Last night we held a zoom discussion on the vaccine rollout. Approximately 275 people participated in the meeting. A recording of the meeting appears at this link.
I began the meeting with an overview of the vaccine rollout and acknowledgement that it has been very difficult or impossible for newly eligible seniors to schedule appointments for vaccination through the state’s website.
I shared the fact that many of the state’s health care systems like MassGeneralBrigham will be in touch with their eligible patients to invite them in for vaccination. The majority of people in the state who already have a relationship with one of these systems do not need to go through the state’s website. They just need to wait for the invitation. Many of the systems are currently putting out word to this effect to their email lists.
Website issues discussed on the call
Although the big systems will be taking care of their patients, a great many do need to work through the website and the website needs to get much better. Issues raised included the following:
- If a user is successful in finding the state’s vaccine location page, the text heavy top half obscures the finder map “below the fold”, especially for seniors who might be using a larger type face.
- The use of a generic Google map creates confusion because when you zoom in because it includes a lot of irrelevant artifacts (e.g., hospitals and grocery stores) that invite clicking to dead end locations.
- Requiring the user to click each starred location to find if the location offers any appointments wastes time — locations not offering appointments should be presented differently.
- Of special concern, users should not have to complete forms at each location to find out if the location offers appointments. Some of the locations may be harvesting personal information for non-patients by forcing them to complete forms before showing appointment availability.
- Another problem, it is difficult to schedule two people in the same household — since some of the sites are remote, this should be easier.

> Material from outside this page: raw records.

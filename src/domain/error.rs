use thiserror::Error;

/// Core domain errors
#[derive(Debug, Error)]
pub enum DomainError {
    #[error("Unsupported document type: '{content_type}'")]
    UnsupportedDocumentType { content_type: String },

    #[error("Malformed document: {message}")]
    MalformedDocument { message: String },

    #[error("Validation error: {message}")]
    Validation { message: String },

    #[error("Internal error: {message}")]
    Internal { message: String },
}

impl DomainError {
    pub fn unsupported_document_type(content_type: impl Into<String>) -> Self {
        Self::UnsupportedDocumentType {
            content_type: content_type.into(),
        }
    }

    pub fn malformed_document(message: impl Into<String>) -> Self {
        Self::MalformedDocument {
            message: message.into(),
        }
    }

    pub fn validation(message: impl Into<String>) -> Self {
        Self::Validation {
            message: message.into(),
        }
    }

    pub fn internal(message: impl Into<String>) -> Self {
        Self::Internal {
            message: message.into(),
        }
    }

    /// Whether the error was caused by the caller's input
    pub fn is_client_error(&self) -> bool {
        !matches!(self, Self::Internal { .. })
    }
}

- The question was asked whether the site was available in multiple languages. The site does include a page translator, but the page translator does not cover the data that comes up for each location. So, its utility is limited.
With all the divers forms to fill out, it can take a sophisticated user easily an hour to canvass the map of nearby locations only to find that there are no appointments available. The state should invest in a more friendly preregistration front end that requires data entry only once and notifies users of available appointments. Some states have front ends similar to Massachusetts’, but some are offering much better interfaces.
Update on January 29: The state’s COVID team has acknowledged the website problems and expects to deliver improvements soon. Additionally, the team is rolling out a hotline as an alternative method to schedule.
Other Concerns Raised
- Are there vaccines being wasted at end-of-day in some locations? Should there be a wait list system to assure that there is less waste. People reported anecdotes of waste occurring.
- The state is likely distributing less first-dose vaccines than it could as a result of provider second-dose holdbacks. Should this change and is it changing?
- There needs to be a hotline for those who do not have internet access.
- There should be better communication from the major health care systems that they will be rolling out vaccines to their patients.
- There should be drive through locations so that at-risk patients do not need to expose themselves to infection.
- Those not in the databases of major health care systems and not an employee of an eligible large employer are at a real disadvantage in getting vaccine.
Update on January 29: The state has recently changed its distribution management system to put all vaccinators on a shorter leash, disallowing the reservation of second doses and requiring frequent accounting for supplies and amounts actually administered. The state is now taking unused vaccines back and reallocating them to other vaccinators. The state has also brought in supply chain management experts to make sure that the new process is working as effectively as possible. We should see the amount of idle vaccine sitting in the supply chain diminish substantially.
Doubtless this is a complex process with many uncertainties. But creating a registration website is not like buying bananas for making banana bread, where you can’t buy weeks ahead of time. An adequate registration website could have been created and tested any time in the last nine months and wasn’t. And “The state’s COVID team has acknowledged the website problems and expects to deliver improvements soon. ” In any business environment, the folks responsible for the website would have to give a delivery date and some would be out the door. The lack of accountability for things overwhelmingly under the state government’s control is breathtaking.